Saturday, March 13, 2010

On the Prodigal Son

The Return of the Prodigal Son
Bartolome Esteban Murillo

Amidst the gravity of Lent, the Church today is in a celebration mood. This day is called Laetare Sunday (the day of rejoicing) because we are halfway through the heavy discipline of Lent and Holy Week is almost here. Soon, it will be Easter. Thus, the Prodigal Son must be read in the light of this celebrative mood of the Church.

The parable shows us two celebrations, each in opposition with the other. The first is the one we are familiar with – the celebration of the younger son who, after having received his inheritance, left his father’s house, went so far away as possible, and squandered his inheritance on dissipate living. He really had the time of his life: too much money to spend and with as much independence as he wanted. He was far from his father’s control. Such is the kind of life which most of us yearn: one that is characterized by fun to our hearts’ content; far from the control of any authority or law. This is the typical American spring-break type of celebration: parties with lots of booze and sex. However, it is a type of celebration that leaves you empty: both in the pocket and in meaning. At the end, when all money was spent, and fair weather friends have left for home, the younger son found himself poor, hungry, and terribly humiliated.

It was in the middle of his misery that this son realized that he needed not to leave his father’s house in order to joy and happiness. Now that he lost everything, he began to see what he had always taken for granted: that in his father’s house was a celebration that did not end – even the hired workers had always more than enough to eat. Everyone was well provided for. Had he not abandoned his father, he would not have gone hungry, miserable and humiliated. This is the celebration where joy is genuine and lasting.

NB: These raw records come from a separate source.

//! Error values that flow through `error` signals.
//!
//! Operators are generic over their error type; [`RxError`] is the stock
//! choice and the one that knows how to aggregate itself through
//! [`ErrorComposite`].
use std::{error::Error as StdError, sync::Arc};

use crate::util::short_type_name;

#[derive(Debug, Clone, thiserror::Error)]
pub enum RxError {
  #[error("{0}")]
  Message(String),

  /// Error raised by user code, shared so it can be broadcast.
  #[error("user error: {0}")]
  User(#[source] Arc<dyn StdError + Send + Sync>),

  #[error(transparent)]
  Composite(#[from] CompositeError),

  #[error("protocol violation: {0}")]
  ProtocolViolation(&'static str),
}

impl RxError {
  pub fn msg(message: impl Into<String>) -> Self { Self::Message(message.into()) }

  pub fn user(error: impl StdError + Send + Sync + 'static) -> Self { Self::User(Arc::new(error)) }

  pub fn is_composite(&self) -> bool { matches!(self, Self::Composite(_)) }

  /// The errors this one stands for: the members of a composite, or itself.
  pub fn flatten(self) -> Vec<RxError> {
    match self {
      Self::Composite(c) => c.errors,
      other => vec![other],
    }
  }
}

impl From<String> for RxError {
  fn from(message: String) -> Self { Self::Message(message) }
}

impl From<&str> for RxError {
  fn from(message: &str) -> Self { Self::Message(message.to_owned()) }
}

/// Several errors collected while sources were allowed to finish.
#[derive(Debug, Clone, thiserror::Error)]
#[error("{} errors occurred", .errors.len())]
pub struct CompositeError {
  errors: Vec<RxError>,
}

impl CompositeError {
  /// Builds a composite, inlining the members of nested composites.
  pub fn new(errors: impl IntoIterator<Item = RxError>) -> Self {
    Self { errors: errors.into_iter().flat_map(RxError::flatten).collect() }
  }

  pub fn errors(&self) -> &[RxError] { &self.errors }

  pub fn into_errors(self) -> Vec<RxError> { self.errors }

  pub fn len(&self) -> usize { self.errors.len() }

  pub fn is_empty(&self) -> bool { self.errors.is_empty() }
}

/// Error types that can fold several errors into one.
///
/// Only the delay-errors policy and resource cleanup need it, so it is not
/// required of error types in general.
pub trait ErrorComposite: Sized {
  /// `errors` is never empty; a single error is returned unchanged.
  fn compose(errors: Vec<Self>) -> Self;
}

impl ErrorComposite for RxError {
  fn compose(mut errors: Vec<Self>) -> Self {
    if errors.len() == 1 {
      errors.swap_remove(0)
    } else {
      RxError::Composite(CompositeError::new(errors))
    }
  }
}

impl ErrorComposite for String {
  fn compose(errors: Vec<Self>) -> Self { errors.join("; ") }
}

impl ErrorComposite for () {
  fn compose(_: Vec<Self>) -> Self {}
}

/// Sink for errors that arrive after their consumer already terminated.
pub(crate) fn undeliverable<E>(error: E) {
  tracing::warn!(
    target: "rxcore::undeliverable",
    error_type = short_type_name::<E>(),
    "error arrived after termination and was dropped"
  );
  drop(error);
}

/// Absorbs a broken signal contract: logged, never thrown.
pub(crate) fn protocol_violation(what: &'static str) {
  tracing::warn!(target: "rxcore::protocol", error = %RxError::ProtocolViolation(what));
}

#[cfg(test)]
mod tests {
  use super::*;

  #[rxcore_macro::test]
  fn compose_single_is_identity() {
    let e = RxError::compose(vec![RxError::msg("boom")]);
    assert!(!e.is_composite());
    assert_eq!(e.to_string(), "boom");
  }

  #[rxcore_macro::test]
  fn compose_flattens_nested() {
    let inner = RxError::compose(vec!["a".into(), "b".into()]);
    let outer = RxError::compose(vec![inner, "c".into()]);
    assert!(outer.is_composite());
    match outer {
      RxError::Composite(c) => {
        let msgs: Vec<_> = c.errors().iter().map(ToString::to_string).collect();
        assert_eq!(msgs, vec!["a", "b", "c"]);
        assert_eq!(c.to_string(), "3 errors occurred");
      }
      other => panic!("expected composite, got {other:?}"),
    }
  }

  #[rxcore_macro::test]
  fn user_error_keeps_source() {
    let io = std::io::Error::new(std::io::ErrorKind::Other, "disk");
    let e = RxError::user(io);
    assert!(e.source().is_some());
    assert_eq!(e.to_string(), "user error: disk");
  }

  #[rxcore_macro::test]
  fn protocol_violation_display() {
    let e = RxError::ProtocolViolation("on_subscribe twice");
    assert_eq!(e.to_string(), "protocol violation: on_subscribe twice");
  }

  #[rxcore_macro::test]
  fn string_compose() {
    assert_eq!(String::compose(vec!["x".into(), "y".into()]), "x; y");
  }
}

The parable of the prodigal son unmasks for us the deception of Satan who does to us what he did to Jesus: he brings us to the top of the mountain of temptation and shows and promises to us the possession of kingdoms of passing glory in exchange for our worship and loyalty. As he did with the prodigal son, he entices us to leave our Father’s house and find entertainment in dissolute living. The parable unmasks Satan as a fair-weather friend who, after enticing us to give up our heavenly inheritance, abandons us to misery, emptiness, and humiliation. He did that once to Adam and Eve. The serpent pretended to be Eve’s friend and reliable counselor. Once he succeeded to make the couple eat the forbidden fruit, he abandoned them to poverty (he left them naked) and humiliation (the couple were so embarrassed that they hid themselves in the bushes). He will definitely do it again to anyone who would commit the mistake of listening to him.

On the other hand, the same parable reveals to us that genuine and lasting joy can be obtained only if we heed the Father who, on the top of the mountain of the transfiguration, allows us to enter into the shining cloud and bids us to listen well to Jesus his beloved Son who transforms us into a new creation, delivers us from the passing glory of old things, and bestows upon us the newness of his grace and salvation. “And all this is from God, who has reconciled us to himself through Christ,” said St. Paul. Only He removes the reproach of the enemy from us.

On account of this, let us come to our senses. Look honestly at the depth of misery and poverty which we have brought upon ourselves when we abandoned the Father’s house. There is no genuine joy apart from Him. There is no lasting joy without Him. Let us rise and go back to the Father’s house where even his servants have more than enough to eat. Let us say to him, “Father, I have sinned against you.” He shall embrace us and restore to us the dignity which the devil, in his envy, has stolen from us. This He does by handing over to death not the fatted calf but His only begotten Son, Jesus, who, “for our sake he made him to be sin who did not know sin, so that we might become the righteousness of God in him.”